No siempre son los castillos conocidos y abarrotados de Berlín y sus alrededores los que más fascinan. A menudo son precisamente los tesoros ocultos y menos conocidos los que impresionan aún más por su ambiente, su historia y su arquitectura. ¿Conocíais ya el castillo de Wiepersdorf, que se hizo famoso gracias a la famosa pareja de artistas von Arnim , o el castillo de Marquardt, que incluso sirvió de doble para la residencia real británica de Sandringham en películas de Hollywood? Hemos descubierto para vosotros otro castillo que no forma parte de los destinos clásicos más populares, pero que merece totalmente la pena: el castillo de Roskow. Se encuentra en la pequeña localidad de Roskow, al oeste de Berlín, no muy lejos de Brandeburgo del Havel.

Rodeado de campos, árboles centenarios y mucha naturaleza, el entorno transmite una sensación de tranquilidad y es el símbolo perfecto del espíritu típico de Brandeburgo. Desde Berlín se llega al castillo en aproximadamente una hora, lo que lo convierte en un destino ideal para una escapada espontánea .
Construido originalmente como casa solariega con un pasado nobiliario, el castillo de Roskow presenta una arquitectura más bien clásica y de una elegancia sobria, en lugar de ostentosa. Forma parte de una finca histórica con parque y ha sido reformado varias veces a lo largo de los años, con diferentes usos. A diferencia de los grandes castillos residenciales, Roskow no destaca por una puesta en escena opulenta, sino por su carisma discreto, casi melancólico.

El parque del castillo es uno de los principales atractivos del complejo.
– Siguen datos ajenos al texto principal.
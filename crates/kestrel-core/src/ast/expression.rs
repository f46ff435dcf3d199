//! Expression AST nodes

use super::operator::Operator;
use crate::value::Value;
use serde::{Deserialize, Serialize};

/// Expression AST node
#[derive(Debug, Clone, PartialEq, Serialize, Deserialize)]
pub enum Expression {
    /// Literal value
    Literal(Value),

    /// Field access (e.g., amount, tx.debtor_id)
    FieldAccess(Vec<String>),

    /// Binary operation
    Binary {
        left: Box<Expression>,
        op: Operator,
        right: Box<Expression>,
    },

    /// Unary operation
    Unary {
        op: UnaryOperator,
        operand: Box<Expression>,
    },

    /// Ternary conditional (condition ? true_expr : false_expr)
    Ternary {
        condition: Box<Expression>,
        true_expr: Box<Expression>,
        false_expr: Box<Expression>,
    },
}

/// Unary operators
#[derive(Debug, Clone, Copy, PartialEq, Eq, Serialize, Deserialize)]
pub enum UnaryOperator {
    /// Logical NOT (!)
    Not,
    /// Arithmetic negation (-)
    Negate,
}

impl Expression {
    /// Create a literal expression
    pub fn literal(value: Value) -> Self {
        Expression::Literal(value)
    }

    /// Create a field access expression
    pub fn field_access(path: Vec<String>) -> Self {
        Expression::FieldAccess(path)
    }

    /// Create a binary expression
    pub fn binary(left: Expression, op: Operator, right: Expression) -> Self {
        Expression::Binary {
            left: Box::new(left),
            op,
            right: Box::new(right),
        }
    }

    /// Create a unary expression
    pub fn unary(op: UnaryOperator, operand: Expression) -> Self {
        Expression::Unary {
            op,
            operand: Box::new(operand),
        }
    }

    /// Create a ternary expression
    pub fn ternary(condition: Expression, true_expr: Expression, false_expr: Expression) -> Self {
        Expression::Ternary {
            condition: Box::new(condition),
            true_expr: Box::new(true_expr),
            false_expr: Box::new(false_expr),
        }
    }
}

#[cfg(test)]
mod tests {
    use super::*;

    #[test]
    fn test_binary_expression() {
        // amount > 10000
        let expr = Expression::binary(
            Expression::field_access(vec!["amount".to_string()]),
            Operator::Gt,
            Expression::literal(Value::Number(10000.0)),
        );

        match expr {
            Expression::Binary { left, op, right } => {
                assert_eq!(op, Operator::Gt);
                assert_eq!(*left, Expression::FieldAccess(vec!["amount".to_string()]));
                assert_eq!(*right, Expression::Literal(Value::Number(10000.0)));
            }
            _ => panic!("Expected Binary expression"),
        }
    }

    #[test]
    fn test_ternary_expression() {
        // amount > 10000 ? 1.0 : 0.0
        let expr = Expression::ternary(
            Expression::binary(
                Expression::field_access(vec!["amount".to_string()]),
                Operator::Gt,
                Expression::literal(Value::Number(10000.0)),
            ),
            Expression::literal(Value::Number(1.0)),
            Expression::literal(Value::Number(0.0)),
        );

        match expr {
            Expression::Ternary {
                condition,
                true_expr,
                false_expr,
            } => {
                assert!(matches!(*condition, Expression::Binary { .. }));
                assert_eq!(*true_expr, Expression::Literal(Value::Number(1.0)));
                assert_eq!(*false_expr, Expression::Literal(Value::Number(0.0)));
            }
            _ => panic!("Expected Ternary expression"),
        }
    }

    #[test]
    fn test_field_access_path() {
        let expr = Expression::field_access(vec!["tx".to_string(), "debtor_id".to_string()]);
        assert_eq!(
            expr,
            Expression::FieldAccess(vec!["tx".to_string(), "debtor_id".to_string()])
        );
    }
}
//! Typology engine
//!
//! Composes already-computed rule scores into weighted composite scores.
//! Read-heavy: evaluations only clone the `Arc` snapshot; publication
//! replaces the whole map.

use kestrel_core::domain::{RuleContribution, RuleResult, Typology, TypologyResult};
use std::collections::HashMap;
use std::sync::Arc;
use std::time::Instant;
use tokio::sync::RwLock;

type TypologySet = HashMap<String, Arc<Typology>>;

/// The typology evaluation engine.
#[derive(Default)]
pub struct TypologyEngine {
    typologies: RwLock<Arc<TypologySet>>,
}

impl TypologyEngine {
    pub fn new() -> Self {
        Self::default()
    }

    /// Publish a new typology set, keeping enabled entries only.
    pub async fn load_all(&self, typologies: Vec<Typology>) {
        let next: TypologySet = typologies
            .into_iter()
            .filter(|t| t.enabled)
            .map(|t| (t.id.clone(), Arc::new(t)))
            .collect();

        let mut guard = self.typologies.write().await;
        *guard = Arc::new(next);
    }

    /// Hot reload: alias of `load_all`, the swap is atomic either way.
    pub async fn reload_all(&self, typologies: Vec<Typology>) {
        self.load_all(typologies).await;
    }

    /// Snapshot of the currently loaded typologies.
    pub async fn list_loaded(&self) -> Vec<Typology> {
        let guard = self.typologies.read().await;
        guard.values().map(|t| (**t).clone()).collect()
    }

    /// Number of loaded typologies.
    pub async fn count(&self) -> usize {
        self.typologies.read().await.len()
    }

    /// Evaluate every loaded typology against the rule results.
    ///
    /// Rules that did not participate in the evaluation are skipped, not
    /// zero-substituted: a typology whose rules are all absent scores 0 and
    /// does not trigger.
    pub async fn evaluate(&self, rule_results: &[RuleResult]) -> Vec<TypologyResult> {
        let start = Instant::now();

        let snapshot = {
            let guard = self.typologies.read().await;
            Arc::clone(&guard)
        };

        if snapshot.is_empty() {
            return Vec::new();
        }

        let scores = rule_score_map(rule_results);

        snapshot
            .values()
            .map(|typology| {
                let mut result = evaluate_typology(typology, &scores);
                result.process_ms = start.elapsed().as_millis() as i64;
                result
            })
            .collect()
    }

    /// Evaluate a single typology by id. Returns `None` when it is not loaded.
    pub async fn evaluate_one(
        &self,
        typology_id: &str,
        rule_results: &[RuleResult],
    ) -> Option<TypologyResult> {
        let typology = {
            let guard = self.typologies.read().await;
            guard.get(typology_id).cloned()
        }?;

        let start = Instant::now();
        let scores = rule_score_map(rule_results);
        let mut result = evaluate_typology(&typology, &scores);
        result.process_ms = start.elapsed().as_millis() as i64;
        Some(result)
    }

    /// Only the typologies that exceeded their threshold.
    pub async fn get_triggered(&self, rule_results: &[RuleResult]) -> Vec<TypologyResult> {
        self.evaluate(rule_results)
            .await
            .into_iter()
            .filter(|t| t.triggered)
            .collect()
    }
}

fn rule_score_map(rule_results: &[RuleResult]) -> HashMap<&str, f64> {
    rule_results
        .iter()
        .map(|r| (r.rule_id.as_str(), r.score))
        .collect()
}

/// Weighted sum over the typology's rules that appear in the score map.
fn evaluate_typology(typology: &Typology, scores: &HashMap<&str, f64>) -> TypologyResult {
    let mut contributions = Vec::with_capacity(typology.rules.len());
    let mut total_score = 0.0;

    for rule_weight in &typology.rules {
        let Some(&rule_score) = scores.get(rule_weight.rule_id.as_str()) else {
            continue;
        };

        let contribution = rule_score * rule_weight.weight;
        total_score += contribution;

        contributions.push(RuleContribution {
            rule_id: rule_weight.rule_id.clone(),
            rule_score,
            weight: rule_weight.weight,
            contribution,
        });
    }

    TypologyResult {
        typology_id: typology.id.clone(),
        typology_name: typology.name.clone(),
        score: total_score,
        threshold: typology.alert_threshold,
        triggered: total_score >= typology.alert_threshold,
        contributions,
        process_ms: 0,
    }
}
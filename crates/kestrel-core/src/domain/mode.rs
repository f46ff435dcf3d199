//! Evaluation mode

use serde::{Deserialize, Serialize};
use std::fmt;
use std::str::FromStr;

/// Evaluation strategy.
///
/// - `Detection`: rules → weighted score → alert. Fast and simple, no
///   typologies required.
/// - `Compliance`: rules → typologies → alert. Auditable composite risk
///   patterns; refuses evaluations until typologies are loaded.
#[derive(Debug, Clone, Copy, Default, PartialEq, Eq, Serialize, Deserialize)]
#[serde(rename_all = "lowercase")]
pub enum EvaluationMode {
    #[default]
    Detection,
    Compliance,
}

impl fmt::Display for EvaluationMode {
    fn fmt(&self, f: &mut fmt::Formatter<'_>) -> fmt::Result {
        match self {
            EvaluationMode::Detection => f.write_str("detection"),
            EvaluationMode::Compliance => f.write_str("compliance"),
        }
    }
}

impl FromStr for EvaluationMode {
    type Err = String;

    fn from_str(s: &str) -> Result<Self, Self::Err> {
        match s.trim().to_ascii_lowercase().as_str() {
            "detection" => Ok(EvaluationMode::Detection),
            "compliance" => Ok(EvaluationMode::Compliance),
            other => Err(format!("unknown evaluation mode: {other}")),
        }
    }
}

#[cfg(test)]
mod tests {
    use super::*;

    #[test]
    fn test_parse() {
        assert_eq!(
            "detection".parse::<EvaluationMode>().unwrap(),
            EvaluationMode::Detection
        );
        assert_eq!(
            "Compliance".parse::<EvaluationMode>().unwrap(),
            EvaluationMode::Compliance
        );
        assert!("strict".parse::<EvaluationMode>().is_err());
    }
}
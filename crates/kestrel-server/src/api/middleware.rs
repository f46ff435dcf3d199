//! Request middleware
//!
//! Tenant extraction (every route except /health and /ready) and
//! request/trace id propagation. CORS, HTTP tracing, and panic recovery are
//! tower-http layers applied in the router.

use super::extractors::{TenantId, TraceId};
use crate::error::ServerError;
use axum::extract::Request;
use axum::http::HeaderValue;
use axum::middleware::Next;
use axum::response::{IntoResponse, Response};
use uuid::Uuid;

pub(super) const TENANT_ID_HEADER: &str = "x-tenant-id";
pub(super) const REQUEST_ID_HEADER: &str = "x-request-id";
pub(super) const TRACE_ID_HEADER: &str = "x-trace-id";

/// Require `X-Tenant-ID` and stash it in request extensions.
pub(super) async fn tenant_middleware(mut req: Request, next: Next) -> Response {
    let tenant_id = req
        .headers()
        .get(TENANT_ID_HEADER)
        .and_then(|v| v.to_str().ok())
        .filter(|v| !v.is_empty())
        .map(str::to_string);

    match tenant_id {
        Some(tenant_id) => {
            req.extensions_mut().insert(TenantId(tenant_id));
            next.run(req).await
        }
        None => {
            ServerError::BadRequest("X-Tenant-ID header is required".to_string()).into_response()
        }
    }
}

/// Assign request and trace ids, propagate them through extensions, and echo
/// them back as response headers.
pub(super) async fn tracing_middleware(mut req: Request, next: Next) -> Response {
    let request_id = header_value(&req, REQUEST_ID_HEADER)
        .unwrap_or_else(|| Uuid::new_v4().to_string());
    let trace_id = header_value(&req, TRACE_ID_HEADER).unwrap_or_else(|| request_id.clone());

    req.extensions_mut().insert(TraceId(trace_id.clone()));

    let mut response = next.run(req).await;

    let headers = response.headers_mut();
    if let Ok(value) = HeaderValue::from_str(&request_id) {
        headers.insert(REQUEST_ID_HEADER, value);
    }
    if let Ok(value) = HeaderValue::from_str(&trace_id) {
        headers.insert(TRACE_ID_HEADER, value);
    }

    response
}

fn header_value(req: &Request, name: &str) -> Option<String> {
    req.headers()
        .get(name)
        .and_then(|v| v.to_str().ok())
        .filter(|v| !v.is_empty())
        .map(str::to_string)
}
//! Database schema
//!
//! Four tables, identical shape across dialects: transactions, rule_configs,
//! evaluations, typologies. Bands, typology rules, rule/typology results,
//! and metadata are stored as JSON text. All indexes lead with tenant_id.

pub(crate) const SQLITE_SCHEMAS: &[&str] = &[
    r#"
CREATE TABLE IF NOT EXISTS transactions (
    id TEXT PRIMARY KEY,
    tenant_id TEXT NOT NULL,
    type TEXT NOT NULL,
    debtor_id TEXT NOT NULL,
    debtor_account_id TEXT NOT NULL,
    creditor_id TEXT NOT NULL,
    creditor_account_id TEXT NOT NULL,
    amount REAL NOT NULL,
    currency TEXT NOT NULL,
    timestamp TIMESTAMP NOT NULL,
    created_at TIMESTAMP NOT NULL,
    metadata TEXT
);
CREATE INDEX IF NOT EXISTS idx_transactions_tenant ON transactions(tenant_id);
CREATE INDEX IF NOT EXISTS idx_transactions_debtor ON transactions(tenant_id, debtor_id);
CREATE INDEX IF NOT EXISTS idx_transactions_creditor ON transactions(tenant_id, creditor_id);
CREATE INDEX IF NOT EXISTS idx_transactions_timestamp ON transactions(tenant_id, timestamp);
"#,
    r#"
CREATE TABLE IF NOT EXISTS rule_configs (
    id TEXT NOT NULL,
    tenant_id TEXT NOT NULL,
    name TEXT NOT NULL,
    description TEXT,
    version TEXT NOT NULL,
    expression TEXT NOT NULL,
    bands TEXT NOT NULL,
    weight REAL NOT NULL DEFAULT 1.0,
    enabled INTEGER NOT NULL DEFAULT 1,
    created_at TIMESTAMP NOT NULL,
    updated_at TIMESTAMP NOT NULL,
    PRIMARY KEY (id, tenant_id, version)
);
CREATE INDEX IF NOT EXISTS idx_rule_configs_tenant ON rule_configs(tenant_id);
CREATE INDEX IF NOT EXISTS idx_rule_configs_enabled ON rule_configs(tenant_id, enabled);
"#,
    r#"
CREATE TABLE IF NOT EXISTS evaluations (
    id TEXT PRIMARY KEY,
    tenant_id TEXT NOT NULL,
    tx_id TEXT NOT NULL,
    status TEXT NOT NULL,
    score REAL NOT NULL,
    timestamp TIMESTAMP NOT NULL,
    rule_results TEXT NOT NULL,
    typology_results TEXT,
    metadata TEXT NOT NULL
);
CREATE INDEX IF NOT EXISTS idx_evaluations_tenant ON evaluations(tenant_id);
CREATE INDEX IF NOT EXISTS idx_evaluations_tx ON evaluations(tenant_id, tx_id);
CREATE INDEX IF NOT EXISTS idx_evaluations_timestamp ON evaluations(tenant_id, timestamp);
"#,
    r#"
CREATE TABLE IF NOT EXISTS typologies (
    id TEXT NOT NULL,
    tenant_id TEXT NOT NULL,
    name TEXT NOT NULL,
    description TEXT,
    version TEXT NOT NULL,
    rules TEXT NOT NULL,
    alert_threshold REAL NOT NULL DEFAULT 0.6,
    enabled INTEGER NOT NULL DEFAULT 1,
    created_at TIMESTAMP NOT NULL,
    updated_at TIMESTAMP NOT NULL,
    PRIMARY KEY (id, tenant_id, version)
);
CREATE INDEX IF NOT EXISTS idx_typologies_tenant ON typologies(tenant_id);
CREATE INDEX IF NOT EXISTS idx_typologies_enabled ON typologies(tenant_id, enabled);
"#,
];

/// Same tables for PostgreSQL. REAL/TIMESTAMP become DOUBLE PRECISION and
/// TIMESTAMPTZ so column types line up with f64 and DateTime<Utc>.
pub(crate) const POSTGRES_SCHEMAS: &[&str] = &[
    r#"
CREATE TABLE IF NOT EXISTS transactions (
    id TEXT PRIMARY KEY,
    tenant_id TEXT NOT NULL,
    type TEXT NOT NULL,
    debtor_id TEXT NOT NULL,
    debtor_account_id TEXT NOT NULL,
    creditor_id TEXT NOT NULL,
    creditor_account_id TEXT NOT NULL,
    amount DOUBLE PRECISION NOT NULL,
    currency TEXT NOT NULL,
    timestamp TIMESTAMPTZ NOT NULL,
    created_at TIMESTAMPTZ NOT NULL,
    metadata TEXT
);
CREATE INDEX IF NOT EXISTS idx_transactions_tenant ON transactions(tenant_id);
CREATE INDEX IF NOT EXISTS idx_transactions_debtor ON transactions(tenant_id, debtor_id);
CREATE INDEX IF NOT EXISTS idx_transactions_creditor ON transactions(tenant_id, creditor_id);
CREATE INDEX IF NOT EXISTS idx_transactions_timestamp ON transactions(tenant_id, timestamp);
"#,
    r#"
CREATE TABLE IF NOT EXISTS rule_configs (
    id TEXT NOT NULL,
    tenant_id TEXT NOT NULL,
    name TEXT NOT NULL,
    description TEXT,
    version TEXT NOT NULL,
    expression TEXT NOT NULL,
    bands TEXT NOT NULL,
    weight DOUBLE PRECISION NOT NULL DEFAULT 1.0,
    enabled INTEGER NOT NULL DEFAULT 1,
    created_at TIMESTAMPTZ NOT NULL,
    updated_at TIMESTAMPTZ NOT NULL,
    PRIMARY KEY (id, tenant_id, version)
);
CREATE INDEX IF NOT EXISTS idx_rule_configs_tenant ON rule_configs(tenant_id);
CREATE INDEX IF NOT EXISTS idx_rule_configs_enabled ON rule_configs(tenant_id, enabled);
"#,
    r#"
CREATE TABLE IF NOT EXISTS evaluations (
    id TEXT PRIMARY KEY,
    tenant_id TEXT NOT NULL,
    tx_id TEXT NOT NULL,
    status TEXT NOT NULL,
    score DOUBLE PRECISION NOT NULL,
    timestamp TIMESTAMPTZ NOT NULL,
    rule_results TEXT NOT NULL,
    typology_results TEXT,
    metadata TEXT NOT NULL
);
CREATE INDEX IF NOT EXISTS idx_evaluations_tenant ON evaluations(tenant_id);
CREATE INDEX IF NOT EXISTS idx_evaluations_tx ON evaluations(tenant_id, tx_id);
CREATE INDEX IF NOT EXISTS idx_evaluations_timestamp ON evaluations(tenant_id, timestamp);
"#,
    r#"
CREATE TABLE IF NOT EXISTS typologies (
    id TEXT NOT NULL,
    tenant_id TEXT NOT NULL,
    name TEXT NOT NULL,
    description TEXT,
    version TEXT NOT NULL,
    rules TEXT NOT NULL,
    alert_threshold DOUBLE PRECISION NOT NULL DEFAULT 0.6,
    enabled INTEGER NOT NULL DEFAULT 1,
    created_at TIMESTAMPTZ NOT NULL,
    updated_at TIMESTAMPTZ NOT NULL,
    PRIMARY KEY (id, tenant_id, version)
);
CREATE INDEX IF NOT EXISTS idx_typologies_tenant ON typologies(tenant_id);
CREATE INDEX IF NOT EXISTS idx_typologies_enabled ON typologies(tenant_id, enabled);
"#,
];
Árboles centenarios, amplias zonas verdes y un ambiente tranquilo, casi meditativo, lo convierten en un lugar ideal para dar paseos, hacer sesiones de fotos o pasar tardes relajadas lejos del bullicio de la ciudad.
El castillo se utiliza a menudo para proyectos artísticos y conciertos exclusivos , ya que los artistas buscan específicamente lugares con un ambiente especial y profundidad. Las salas parecen un escenario natural, casi cinematográfico, que confiere a los proyectos un efecto único. Por eso, los eventos allí se perciben como mucho más íntimos y especiales que en los lugares clásicos.